Intentó andar más deprisa, pero le costaba caminar por la arena blanda con los pies descalzos, y sus piernas parecían de gelatina. Se tropezó. Una mano callosa la agarró del brazo y la levantó de un tirón. La pistola se le clavó, haciéndole daño.

Se arriesgó a mirar hacia atrás por encima del hombro. El hombre la miró con el ceño fruncido. Detrás de él, la mujer los seguía con gesto pensativo, mirando la hora y al cielo. Los otros dos hombres iban detrás en silencio y con las miradas vacías. Uno de ellos llevaba una pistola a un lado.

Zoë tembló violentamente. Iban a matarla. Lo sabía.

—Sé lo que estás pensando —dijo la voz grave tras ella—. Quieres correr. —Se rio entre dientes—. Pues corre. Quiero que corras, así podré dispararte.

—Cierra la boca —le soltó la mujer.

Llegaron al final de la arena. Empujaron a Zoë hacia el embarcadero de madera. Subió y notó los duros tablones con sal incrustada en las plantas desnudas de los pies. Los demás la siguieron. ¿Iban a ahogarla?

Y entonces lo escuchó. El lejano zumbido de un avión acercándose. Se protegió los ojos con la mano, miró hacia arriba y distinguió un punto blanco en el cielo. Continuó observándolo mientras recorría despacio el embarcadero.

El punto blanco fue creciendo hasta que pudo ver su verdadera forma. Era un pequeño hidroavión.

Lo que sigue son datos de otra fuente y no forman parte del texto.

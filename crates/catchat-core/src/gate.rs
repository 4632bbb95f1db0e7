//! Content moderation gate applied to outbound messages before any state change.

use regex::Regex;

/// Terms rejected by the default gate. Multi-word entries match as a
/// contiguous word sequence.
pub const DEFAULT_BLOCKED_TERMS: &[&str] = &[
    "arsehole", "asshat", "asshole", "bastard", "bitch", "bloody", "blowjob",
    "bollocks", "bugger", "bullshit", "chicken shit", "ching chong", "clusterfuck",
    "cock", "cocksucker", "coonass", "cornhole", "cracker", "crap", "cunt",
    "dick", "dumbass", "enshittification", "faggot", "feck", "fuck", "fuckery",
    "grab em by the pussy", "healslut", "if you see kay", "jesus fucking christ",
    "kike", "motherfucker", "nigga", "nigger", "pajeet", "paki", "poof",
    "poofter", "prick", "pussy", "ratfucking", "retard", "russian warship go fuck yourself",
    "serving cunt", "shit", "shithole", "shitpost", "shitter", "shut the fuck up",
    "shut the hell up", "slut", "son of a bitch", "spic", "taking the piss",
    "twat", "unclefucker", "wanker", "whore",
];

pub const DEFAULT_BLOCKED_MESSAGE: &str = "I'm sorry, but I can't respond to messages containing inappropriate language. Please rephrase your message in a respectful way.";

/// Case-insensitive, word-bounded matcher over a fixed term list.
///
/// All terms are folded into a single alternation so a check is one regex scan.
#[derive(Debug, Clone)]
pub struct ContentGate {
    pattern: Option<Regex>,
    reason: String,
}

impl ContentGate {
    pub fn new<I, S>(terms: I, reason: impl Into<String>) -> Result<Self, regex::Error>
    where
        I: IntoIterator<Item = S>,
        S: AsRef<str>,
    {
        let alternatives: Vec<String> = terms
            .into_iter()
            .filter_map(|term| term_pattern(term.as_ref()))
            .collect();

        let pattern = if alternatives.is_empty() {
            None
        } else {
            Some(Regex::new(&format!(r"(?i)\b(?:{})\b", alternatives.join("|")))?)
        };

        Ok(Self {
            pattern,
            reason: reason.into(),
        })
    }

    /// True when `text` contains a listed term as a whole word or phrase
    pub fn should_block(&self, text: &str) -> bool {
        match &self.pattern {
            Some(pattern) => pattern.is_match(text),
            None => false,
        }
    }

    /// The notice posted in place of a reply when a message is blocked
    pub fn blocked_reason(&self) -> &str {
        &self.reason
    }
}

impl Default for ContentGate {
    fn default() -> Self {
        // The built-in list is escaped literals; compiling it cannot fail.
        Self::new(DEFAULT_BLOCKED_TERMS.iter().copied(), DEFAULT_BLOCKED_MESSAGE)
            .expect("built-in blocklist compiles")
    }
}

/// Escape a term and let its inner spaces match any whitespace run
fn term_pattern(term: &str) -> Option<String> {
    let words: Vec<String> = term.split_whitespace().map(regex::escape).collect();
    if words.is_empty() {
        None
    } else {
        Some(words.join(r"\s+"))
    }
}

#[cfg(test)]
mod tests {
    use super::*;

    #[test]
    fn blocks_exact_terms() {
        let gate = ContentGate::default();
        assert!(gate.should_block("fuck"));
        assert!(gate.should_block("shit"));
        assert!(gate.should_block("asshole"));
    }

    #[test]
    fn matching_ignores_case() {
        let gate = ContentGate::default();
        assert!(gate.should_block("FUCK"));
        assert!(gate.should_block("Shit"));
        assert!(gate.should_block("AsShOlE"));
    }

    #[test]
    fn blocks_terms_inside_sentences() {
        let gate = ContentGate::default();
        assert!(gate.should_block("What the fuck is this"));
        assert!(gate.should_block("This is bullshit"));
        assert!(gate.should_block("You are a dick"));
    }

    #[test]
    fn embedded_substrings_do_not_match() {
        let gate = ContentGate::default();
        assert!(!gate.should_block("class"));
        assert!(!gate.should_block("classic"));
        assert!(!gate.should_block("assassin"));
        assert!(!gate.should_block("dickens"));
        assert!(!gate.should_block("a cocktail at Scunthorpe"));
    }

    #[test]
    fn clean_and_empty_text_pass() {
        let gate = ContentGate::default();
        assert!(!gate.should_block(""));
        assert!(!gate.should_block("Hello, how are you?"));
        assert!(!gate.should_block("What classes are available?"));
        assert!(!gate.should_block("Tell me about scholarships"));
    }

    #[test]
    fn multi_word_phrases_match() {
        let gate = ContentGate::default();
        assert!(gate.should_block("chicken shit"));
        assert!(gate.should_block("son of a bitch"));
        assert!(gate.should_block("well, shut   the hell\nup!"));
    }

    #[test]
    fn punctuation_around_terms_still_matches() {
        let gate = ContentGate::default();
        assert!(gate.should_block("What the fuck!"));
        assert!(gate.should_block("shit."));
        assert!(gate.should_block("(asshole)"));
    }

    #[test]
    fn custom_terms_are_escaped() {
        let gate = ContentGate::new(["c++ sucks", "  "], "nope").unwrap();
        assert!(gate.should_block("honestly C++ sucks today"));
        assert!(!gate.should_block("c sucks"));
        assert_eq!(gate.blocked_reason(), "nope");
    }

    #[test]
    fn empty_term_list_never_blocks() {
        let gate = ContentGate::new(Vec::<String>::new(), "unused").unwrap();
        assert!(!gate.should_block("anything at all"));
    }

    #[test]
    fn default_reason_is_not_empty() {
        assert!(!ContentGate::default().blocked_reason().is_empty());
    }
}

Llegaron al final del embarcadero. El estruendo de los motores del hidroavión la ensordecía conforme iba descendiendo. La parte inferior rozó las olas, rebotó y, finalmente, aterrizó salpicando. Se posó en el agua y giró en un amplio arco, con una blanca estela de espuma. Se puso a la altura del embarcadero y se quedó allí meciéndose sobre el agua. Las hélices dejaron de girar poco a poco. El ruido de los motores era muy intenso y Zoë se tapó los oídos con las manos. La pistola seguía presionándole la espalda.

Se abrió una puerta en el delgado fuselaje, por donde se asomó un hombre. Miró fijamente a Zoë, con frialdad, y después asintió a los demás. Él y otro hombre amarraron el avión al embarcadero y extendieron una pasarela, a modo de estrecho puente sobre el agua. Zoë notó que la empujaban para que pasara. Recorrió tambaleándose la vacilante pasarela hasta el avión. El interior era estrecho y hacía calor. Un extraño la sentó de un empujón.

—¿Adónde me lleváis? —dijo aterrorizada.

El tipo rubio apareció en la puerta y, por un momento, le paralizó la idea de que él también los acompañara. Entonces, la mujer lo sujetó por el hombro y negó con la cabeza. Él pareció quejarse, pero cedió. Se apartó y fueron los otros dos hombres, los que no hablaban, quienes subieron al avión y se sentaron a ambos lados de Zoë. La ignoraron por completo. Después cerraron la ventanilla, y Zoë notó cómo aumentaban las vibraciones cuando los dos motores del avión comenzaron a girar para despegar.

Hudson y Kaplan se quedaron allí observando cómo se alejaba el avión rozando el agua. Ascendió hasta el cielo azul y se convirtió en un borroso punto blanco. Luego, desapareció.

—Fuera de nuestro control —dijo Kaplan.

Hudson le echó una mirada arisca. Él había contado con subir al avión y estar allí cuando se encargaran de la chica. Después de tantos días en aquel pedazo de roca, lo habían timado.

—Entonces ya nos podemos ir de aquí —murmuró.

—Todavía no —dijo ella—. Tenemos algo más que hacer.